Understanding Family Trusts and Trust Funds


Misconceptions about family trusts are often propagated by certain films that play on cable television networks such as A&E, Lifetime Movies and the Hallmark Channel. In many films centered on the scandals of wealthy families, “trust fund babies” and “impenetrable dynasty trusts” will often be mentioned, but the reality of family trusts is that they are useful legal instruments that can be used across all income levels for estate and financial planning purposes.

A family trust is a legal instrument that allows the transfer of assets into an entity managed by a trusted party for the benefit of others. The individual who sets up the trust is known as the grantor while the manager is the trustee, who can be a relative, a family confidant, a law firm, or a finance professional.

Although family trusts can be set up in various structures, the most commonly followed is the revocable living trust, which can be dissolved at any time by the individual who formed the trust, the grantor, with proper instructions issued to the trustee. The trust construction must follow statutory provisions; for example, an irrevocable trust can be formed in Nevada for the purpose of establishing a “bullet proof” entity that is shielded from public scrutiny and that will resist legal challenges from creditors, heirs or third parties who may enter claims against family members.

Establishing a family trust is not something that should be done on a do-it-yourself basis. Prospective grantors, typically the head of household or primary breadwinner in the family, should consult a law firm, CPA practice or a seasoned trust company for this purpose. The process starts with a discussion about financial goals; the next step is to take account of the assets that will be transferred into the trust, followed by appointment of the trustee, acknowledgment of administration fees, and designation of beneficiaries.

The terms family trust and trust fund are interchangeable. As long as assets are present in a trust, this entity effectively functions as a fund, which is legally known as the corpus. The assets in the corpus can be managed, invested and distributed by the trustee, who can only follow instructions issued by the grantor.

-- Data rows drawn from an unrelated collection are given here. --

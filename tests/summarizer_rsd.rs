//! End-to-end check of the summarizer transform (§4.7 "Summarizer mode",
//! §8 scenario 6): a relative-standard-deviation computation over a
//! hundred-sample window, run twice against the same stream.

use rvpf_core::batch::transform::SummarizerTransform;
use rvpf_core::temporal::Timestamp;
use rvpf_core::value::tagged::Value;
use rvpf_core::vm::{Context, Evaluator, InputSlot, Registers};

/// A small xorshift generator so the fixture is reproducible without an
/// external randomness crate: deterministic seed in, same samples out.
fn uniform_samples(seed: u64, n: usize, lo: f64, hi: f64) -> Vec<f64> {
    let mut state = seed | 1;
    let mut out = Vec::with_capacity(n);
    for _ in 0..n {
        state ^= state << 13;
        state ^= state >> 7;
        state ^= state << 17;
        let unit = (state >> 11) as f64 / (1u64 << 53) as f64;
        out.push(lo + unit * (hi - lo));
    }
    out
}

fn rsd_transform() -> SummarizerTransform {
    SummarizerTransform::compile(
        "0.0 :sum= 0.0 :sumsq= 0 :n=",
        "$sum $1 + :sum= $sumsq $1 $1 * + :sumsq= $n 1 + :n=",
        "$sum $n / :mean= $sumsq $n / $mean $mean * - :var= $var sqrt $mean abs /",
    )
    .unwrap()
}

fn run_rsd(samples: &[f64]) -> f64 {
    let transform = rsd_transform();
    let evaluator = Evaluator::new();
    let mut registers = Registers::new();
    let window: Vec<Context> = samples
        .iter()
        .map(|v| Context::new("window").with_input(InputSlot::new("sample", Timestamp::from_raw(0), Some(Value::Double(*v)))))
        .collect();
    let final_context = Context::new("window");
    match transform.summarize(&evaluator, &window, &final_context, &mut registers).unwrap() {
        Some(Value::Double(d)) => d,
        other => panic!("expected a double rsd, got {other:?}"),
    }
}

#[test]
fn rsd_over_a_hundred_uniform_samples_is_finite_and_positive() {
    let samples = uniform_samples(0xC0FFEE, 100, -0.5, 0.5);
    let rsd = run_rsd(&samples);
    assert!(rsd.is_finite());
    assert!(rsd > 0.0);
}

#[test]
fn rsd_is_reproducible_to_float32_precision_over_the_same_stream() {
    let samples = uniform_samples(0xC0FFEE, 100, -0.5, 0.5);
    let first = run_rsd(&samples);
    let second = run_rsd(&samples);
    assert_eq!(first as f32, second as f32);
}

Family trusts are often established to avoid probate, the court process of executing a will and administering the estate left by someone upon passing away. Trusts are inherently private; depending on their construction, they can reduce tax liability while they keep assets in the family and away from creditors. Bickering among family members who may feel disinherited is effectively quashed by trusts.

Since trust funds are legal and financial entities, they can be registered with the Internal Revenue Service to receive a Taxpayer Identification Number; this will allow the trust to conduct business with a certain level of revenue compliance.

The construction of a family trust fund can take on various dimensions; for example, the trustee can be instructed to distribute a lump sum payment to the daughter of the grantor when she graduates from college, such a move will give a financial incentive to the beneficiary to complete her education.